BEGIN Task material
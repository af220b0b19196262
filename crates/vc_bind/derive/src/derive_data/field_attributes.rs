use proc_macro2::{Literal, Span, TokenStream};
use quote::{format_ident, quote};
use syn::meta::ParseNestedMeta;
use syn::spanned::Spanned;
use syn::{Attribute, Ident, Lit, LitStr, Token};

use super::{NamespaceAttribute, parse_flag, parse_float, parse_str};
use crate::XML_ATTRIBUTE_NAME;

// -----------------------------------------------------------------------------
// LabelKind

/// The member level directives, one per `LabelKind` of `vc_bind`.
#[derive(Debug, Clone, Copy, PartialEq, Eq)]
pub(crate) enum LabelKind {
    Attribute,
    Element,
    ElementList,
    ElementArray,
    ElementMap,
    Text,
    Version,
}

impl LabelKind {
    pub fn from_ident(ident: &Ident) -> Option<Self> {
        Some(match ident.to_string().as_str() {
            "attribute" => Self::Attribute,
            "element" => Self::Element,
            "element_list" => Self::ElementList,
            "element_array" => Self::ElementArray,
            "element_map" => Self::ElementMap,
            "text" => Self::Text,
            "version" => Self::Version,
            _ => return None,
        })
    }

    /// The variant of `vc_bind::descriptor::LabelKind`.
    pub fn variant(self) -> Ident {
        let name = match self {
            Self::Attribute => "Attribute",
            Self::Element => "Element",
            Self::ElementList => "ElementList",
            Self::ElementArray => "ElementArray",
            Self::ElementMap => "ElementMap",
            Self::Text => "Text",
            Self::Version => "Version",
        };
        Ident::new(name, Span::call_site())
    }

    /// The annotation struct of `vc_bind::descriptor`.
    pub fn annotation(self) -> Ident {
        format_ident!("{}Annotation", self.variant())
    }

    fn is_collection(self) -> bool {
        matches!(self, Self::ElementList | Self::ElementArray | Self::ElementMap)
    }

    /// Whether the directive accepts the option `key`.
    fn accepts(self, key: &str) -> bool {
        let keys: &[&str] = match self {
            Self::Attribute => &["name", "required", "empty"],
            Self::Element => &["name", "required", "data", "empty"],
            Self::ElementList => &["name", "entry", "inline", "required", "data", "empty"],
            Self::ElementArray => &["name", "entry", "required", "data", "empty"],
            Self::ElementMap => &[
                "name", "entry", "key", "value", "attribute", "inline", "required", "data", "empty",
            ],
            Self::Text => &["required", "data", "empty"],
            Self::Version => &["name", "revision", "required"],
        };
        keys.contains(&key)
    }
}

// -----------------------------------------------------------------------------
// LabelAttribute

/// `empty = ".."` on text labels, `empty = false` on collections.
pub(crate) enum EmptyValue {
    Text(LitStr),
    Flag(bool),
}

/// One member directive and its options.
pub(crate) struct LabelAttribute {
    pub kind: LabelKind,
    pub name: Option<LitStr>,
    pub entry: Option<LitStr>,
    pub key: Option<LitStr>,
    pub value: Option<LitStr>,
    pub attribute: Option<bool>,
    pub inline: Option<bool>,
    pub required: Option<bool>,
    pub data: Option<bool>,
    pub empty: Option<EmptyValue>,
    pub revision: Option<Literal>,
}

impl LabelAttribute {
    fn new(kind: LabelKind) -> Self {
        Self {
            kind,
            name: None,
            entry: None,
            key: None,
            value: None,
            attribute: None,
            inline: None,
            required: None,
            data: None,
            empty: None,
            revision: None,
        }
    }

    fn parse(kind: LabelKind, meta: &ParseNestedMeta) -> syn::Result<Self> {
        let mut label = Self::new(kind);
        if meta.input.is_empty() || meta.input.peek(Token![,]) {
            return Ok(label);
        }
        meta.parse_nested_meta(|inner| {
            let Some(key) = inner.path.get_ident().map(ToString::to_string) else {
                return Err(inner.error("expected an option name"));
            };
            if !kind.accepts(&key) {
                return Err(inner.error(format!("`{key}` is not an option of this directive")));
            }
            match key.as_str() {
                "name" => label.name = Some(parse_str(&inner)?),
                "entry" => label.entry = Some(parse_str(&inner)?),
                "key" => label.key = Some(parse_str(&inner)?),
                "value" => label.value = Some(parse_str(&inner)?),
                "attribute" => label.attribute = Some(parse_flag(&inner)?),
                "inline" => label.inline = Some(parse_flag(&inner)?),
                "required" => label.required = Some(parse_flag(&inner)?),
                "data" => label.data = Some(parse_flag(&inner)?),
                "revision" => label.revision = Some(parse_float(&inner)?),
                "empty" if kind.is_collection() => label.empty = Some(EmptyValue::Flag(parse_flag(&inner)?)),
                "empty" => match inner.value()?.parse::<Lit>()? {
                    Lit::Str(text) => label.empty = Some(EmptyValue::Text(text)),
                    lit => return Err(syn::Error::new(lit.span(), "expected the text of an empty value")),
                },
                _ => return Err(inner.error("unknown option")),
            }
            Ok(())
        })?;
        Ok(label)
    }

    /// `Annotation::Kind(KindAnnotation::new().with_..())`.
    ///
    /// `optional` relaxes `required` unless it was given explicitly.
    pub fn to_tokens(&self, descriptor_: &TokenStream, optional: bool) -> TokenStream {
        let variant = self.kind.variant();
        let annotation = self.kind.annotation();

        let mut with = Vec::new();
        let strings = [
            (&self.name, "with_name"),
            (&self.entry, "with_entry"),
            (&self.key, "with_key"),
            (&self.value, "with_value"),
        ];
        for (value, method) in strings {
            if let Some(value) = value {
                let method = Ident::new(method, Span::call_site());
                with.push(quote!(.#method(#value)));
            }
        }
        let flags = [
            (self.attribute, "with_attribute"),
            (self.inline, "with_inline"),
            (self.data, "with_data"),
        ];
        for (value, method) in flags {
            if let Some(value) = value {
                let method = Ident::new(method, Span::call_site());
                with.push(quote!(.#method(#value)));
            }
        }
        match self.required {
            Some(required) => with.push(quote!(.with_required(#required))),
            None if optional && self.kind != LabelKind::Version => with.push(quote!(.with_required(false))),
            None => {}
        }
        match &self.empty {
            Some(EmptyValue::Text(text)) => with.push(quote!(.with_empty(#text))),
            Some(EmptyValue::Flag(flag)) => with.push(quote!(.with_empty(#flag))),
            None => {}
        }
        if let Some(revision) = &self.revision {
            with.push(quote!(.with_revision(#revision)));
        }

        quote! {
            #descriptor_::Annotation::#variant(
                #descriptor_::#annotation::new() #(#with)*
            )
        }
    }
}

// -----------------------------------------------------------------------------
// FieldAttributes

/// Every `#[xml(...)]` directive placed on one field.
#[derive(Default)]
pub(crate) struct FieldAttributes {
    pub label: Option<LabelAttribute>,
    pub skip: Option<Span>,
    pub extends: Option<Span>,
    pub read_only: Option<Span>,
    pub get: Option<LitStr>,
    pub set: Option<LitStr>,
    pub namespace: Option<NamespaceAttribute>,
    pub since: Option<Literal>,
}

impl FieldAttributes {
    pub fn parse_attrs(attrs: &[Attribute]) -> syn::Result<Self> {
        let mut parsed = Self::default();
        for attr in attrs {
            if attr.path().is_ident(XML_ATTRIBUTE_NAME) {
                attr.parse_nested_meta(|meta| parsed.parse_meta(&meta))?;
            }
        }
        parsed.validity()?;
        Ok(parsed)
    }

    fn parse_meta(&mut self, meta: &ParseNestedMeta) -> syn::Result<()> {
        if let Some(kind) = meta.path.get_ident().and_then(LabelKind::from_ident) {
            if self.label.is_some() {
                return Err(meta.error("a member takes a single label directive"));
            }
            self.label = Some(LabelAttribute::parse(kind, meta)?);
        } else if meta.path.is_ident("skip") {
            self.skip = Some(meta.path.span());
        } else if meta.path.is_ident("extends") {
            self.extends = Some(meta.path.span());
        } else if meta.path.is_ident("read_only") {
            self.read_only = Some(meta.path.span());
        } else if meta.path.is_ident("get") {
            self.get = Some(parse_str(meta)?);
        } else if meta.path.is_ident("set") {
            self.set = Some(parse_str(meta)?);
        } else if meta.path.is_ident("namespace") {
            self.namespace = Some(NamespaceAttribute::parse(meta)?);
        } else if meta.path.is_ident("since") {
            self.since = Some(parse_float(meta)?);
        } else {
            return Err(meta.error("unknown `xml` field attribute"));
        }
        Ok(())
    }

    fn validity(&self) -> syn::Result<()> {
        if let Some(span) = self.skip {
            let other = self.label.is_some()
                || self.extends.is_some()
                || self.read_only.is_some()
                || self.get.is_some()
                || self.set.is_some();
            if other {
                return Err(syn::Error::new(span, "`skip` cannot be combined with other directives"));
            }
        }
        if let Some(span) = self.extends
            && (self.label.is_some() || self.get.is_some() || self.set.is_some())
        {
            return Err(syn::Error::new(span, "a base is not bound to a label of its own"));
        }
        if let Some(set) = &self.set
            && self.get.is_none()
        {
            return Err(syn::Error::new(set.span(), "`set` needs a matching `get`"));
        }
        if let Some(span) = self.read_only
            && self.set.is_some()
        {
            return Err(syn::Error::new(span, "a member with a setter is not read only"));
        }
        Ok(())
    }

    #[inline]
    pub fn is_skipped(&self) -> bool {
        self.skip.is_some()
    }
}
END Task material
▸ **Description of the task**
Show a copy of each line from the records above in which the string "impl" occurs.

▸ **Solution**
impl LabelKind {
impl LabelAttribute {
impl FieldAttributes {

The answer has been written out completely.